For the study, Dana Orange (Rockefeller University, New York, USA) and co-researchers recruited four RA patients who supplied weekly home-collected fingerstick blood samples and completed Routine Assessment of Patient Index Data 3 (RAPID3) questionnaires for 1–4 years. They obtained samples from 364 timepoints during eight flares over 4 years in the index patient, and from 235 timepoints during flares in the three additional patients, and carried out RNA sequencing to evaluate blood transcriptional profiles.

The investigators say that RAPID3 scores positively correlated with DAS28 scores at monthly clinic visits, and white blood cell counts estimated from RNA sequences positively correlated with laboratory-measured counts. This suggests “that patient reports of disease activity paired with analysis of fingerstick blood specimens may provide a high-quality and robust means by which patients can participate in longitudinal clinical research studies,” they note.

In all, there were 2791 genes with significant differential expression before and during an RA flare, which Orange and team categorized into five clusters. Two of the clusters, termed antecedent cluster 2 (AC2) and AC3, classified genes with differential expression before a flare. AC2 transcripts increased 2 weeks before and bore “RNA hallmarks of naive B cells,” while AC3 transcripts increased in the week leading up to a flare and then decreased after symptom onset.

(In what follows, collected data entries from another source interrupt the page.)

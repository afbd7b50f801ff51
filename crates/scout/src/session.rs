use std::time::Duration;

use scout_core::tool::{Tool, ToolObservation, ToolRequest};
use scout_core::{
    Agent, AgentBuilder, AskError, PromptStyle, Retention, RetryPolicy,
};
use scout_model::ModelProvider;
use scout_openai_model::OpenAIProvider;

use crate::config::Config;

/// A session builder.
///
/// See [`Session`].
pub struct SessionBuilder {
    agent_builder: AgentBuilder,
}

impl SessionBuilder {
    /// Creates a session builder with a specified model provider.
    ///
    /// No tools are registered; add them with
    /// [`with_tool`](Self::with_tool).
    pub fn with_model_provider<M: ModelProvider + 'static>(
        provider: M,
    ) -> Self {
        let agent_builder = AgentBuilder::with_model_provider(provider);
        Self { agent_builder }
    }

    /// Creates a session builder from the startup configuration, with the
    /// web search tool registered.
    pub fn from_config(config: &Config) -> Self {
        let provider = OpenAIProvider::new(config.openai_config());
        Self::with_model_provider(provider)
            .with_prompt_style(config.prompt_style)
            .with_retention(config.retention)
            .with_max_steps(config.max_steps)
            .with_tool_timeout(config.tool_timeout)
            .with_tool(config.search_tool())
    }

    /// Sets the system prompt for the agent.
    #[inline]
    pub fn with_system_prompt<S: Into<String>>(mut self, prompt: S) -> Self {
        self.agent_builder = self.agent_builder.with_system_prompt(prompt);
        self
    }

    /// Sets how tools are offered to the model.
    #[inline]
    pub fn with_prompt_style(mut self, style: PromptStyle) -> Self {
        self.agent_builder = self.agent_builder.with_prompt_style(style);
        self
    }

    /// Sets what the agent remembers between questions.
    #[inline]
    pub fn with_retention(mut self, retention: Retention) -> Self {
        self.agent_builder = self.agent_builder.with_retention(retention);
        self
    }

    /// Sets how many model calls one question may take.
    #[inline]
    pub fn with_max_steps(mut self, max_steps: usize) -> Self {
        self.agent_builder = self.agent_builder.with_max_steps(max_steps);
        self
    }

    /// Sets how long a tool may run.
    #[inline]
    pub fn with_tool_timeout(mut self, timeout: Duration) -> Self {
        self.agent_builder =
            self.agent_builder.with_tool_timeout(Some(timeout));
        self
    }

    /// Sets how transient model failures are retried.
    #[inline]
    pub fn with_retry_policy(mut self, policy: RetryPolicy) -> Self {
        self.agent_builder = self.agent_builder.with_retry_policy(policy);
        self
    }

    /// Registers a tool.
    #[inline]
    pub fn with_tool<T: Tool>(mut self, tool: T) -> Self {
        self.agent_builder = self.agent_builder.with_tool(tool);
        self
    }

    /// Attaches a callback to be invoked with text as the model streams it.
    #[inline]
    pub fn on_transcript(
        mut self,
        on_transcript: impl Fn(&str) + Send + Sync + 'static,
    ) -> Self {
        self.agent_builder = self.agent_builder.on_transcript(on_transcript);
        self
    }

    /// Attaches a callback to be invoked before a tool runs.
    #[inline]
    pub fn on_tool_call(
        mut self,
        on_tool_call: impl Fn(&ToolRequest) + Send + Sync + 'static,
    ) -> Self {
        self.agent_builder = self.agent_builder.on_tool_call(on_tool_call);
        self
    }

    /// Attaches a callback to be invoked with each tool outcome.
    #[inline]
    pub fn on_observation(
        mut self,
        on_observation: impl Fn(&ToolObservation) + Send + Sync + 'static,
    ) -> Self {
        self.agent_builder = self.agent_builder.on_observation(on_observation);
        self
    }

    /// Builds a new session.
    pub fn build(self) -> Session {
        let agent = self.agent_builder.build();
        let tools: Vec<_> =
            agent.tools().iter().map(|tool| tool.name.as_str()).collect();
        debug!("session ready with tools: {tools:?}");
        Session { agent }
    }
}

/// A chat session, like a window that displays messages and has a input box.
///
/// The session holds a fully configured agent that you can use directly, and
/// it is basically a wrapper around [`Agent`].
pub struct Session {
    agent: Agent,
}

impl Session {
    /// Asks a question and waits for the answer.
    ///
    /// Dropping the returned future cancels the question.
    #[inline]
    pub async fn ask(&mut self, question: &str) -> Result<String, AskError> {
        self.agent.ask(question).await
    }

    /// Returns the underlying agent.
    #[inline]
    pub fn agent(&self) -> &Agent {
        &self.agent
    }
}
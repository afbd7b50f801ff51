use std::borrow::Cow;
use std::fmt::{self, Display};

/// The kind of error that occurred.
#[derive(Clone, Copy, Debug, PartialEq, Eq, Hash)]
pub enum ErrorKind {
    /// The input provided to the tool was invalid.
    InvalidInput,
    /// Error occurred while executing the tool.
    ExecutionError,
    /// No tool with the requested name is registered.
    UnknownTool,
    /// The tool did not finish in time.
    Timeout,
}

impl Display for ErrorKind {
    fn fmt(&self, f: &mut fmt::Formatter<'_>) -> fmt::Result {
        match self {
            ErrorKind::InvalidInput => write!(f, "Invalid input"),
            ErrorKind::ExecutionError => write!(f, "Execution error"),
            ErrorKind::UnknownTool => write!(f, "Unknown tool"),
            ErrorKind::Timeout => write!(f, "Timed out"),
        }
    }
}

/// Describes a tool call error.
#[derive(Clone, Debug, PartialEq, Eq, Hash)]
pub struct Error {
    kind: ErrorKind,
    reason: Option<String>,
}

impl Error {
    #[inline]
    fn new(kind: ErrorKind) -> Self {
        Self { kind, reason: None }
    }

    /// Creates a new error with the `InvalidInput` kind.
    #[inline]
    pub fn invalid_input() -> Self {
        Self::new(ErrorKind::InvalidInput)
    }

    /// Creates a new error with the `ExecutionError` kind.
    #[inline]
    pub fn execution_error() -> Self {
        Self::new(ErrorKind::ExecutionError)
    }

    /// Creates a new error with the `UnknownTool` kind.
    #[inline]
    pub fn unknown_tool() -> Self {
        Self::new(ErrorKind::UnknownTool)
    }

    /// Creates a new error with the `Timeout` kind.
    #[inline]
    pub fn timeout() -> Self {
        Self::new(ErrorKind::Timeout)
    }

    /// Attaches a reason to the error.
    #[inline]
    pub fn with_reason<S: Into<String>>(self, reason: S) -> Self {
        Self {
            kind: self.kind,
            reason: Some(reason.into()),
        }
    }

    /// Returns the kind of this error.
    #[inline]
    pub fn kind(&self) -> ErrorKind {
        self.kind
    }

    /// Returns the reason for the error.
    #[inline]
    pub fn reason(&self) -> Cow<'_, str> {
        match self.reason.as_deref() {
            Some(reason) => Cow::Borrowed(reason),
            None => Cow::Owned(format!("{}", self.kind)),
        }
    }
}

impl Display for Error {
    fn fmt(&self, f: &mut fmt::Formatter<'_>) -> fmt::Result {
        match &self.reason {
            Some(reason) => write!(f, "{}: {reason}", self.kind),
            None => write!(f, "{}", self.kind),
        }
    }
}

impl std::error::Error for Error {}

“AC3 was enriched for pathways that were not typical of blood specimens, including cartilage morphogenesis, endochondral bone growth, and extracellular matrix organization, suggesting the presence of a mesenchymal cell,” report the researchers.

They add: “Given their expression of classical mesenchymal surface markers and genes, we refer to these cells as preinflammatory mesenchymal cells, or PRIME cells.”

And using flow cytometry, Orange et al demonstrated that PRIME cells occurred more frequently in blood samples taken from an additional 19 patients with RA compared with healthy controls.

“We suggest that before a clinical flare, B-cell immune activation (detected as AC2) acts on PRIME cells, which traffic to the blood (detected as AC3) and subsequently to the synovial sublining during flares of disease activity,” summarize the study authors.

The authors of an accompanying editorial say that if Orange and team’s results are validated in a broad population of RA patients, “it may become possible to intervene to prevent clinical flares when the telltale precursor changes associated with flare immunopathogenesis are detected and before clinical symptoms emerge.”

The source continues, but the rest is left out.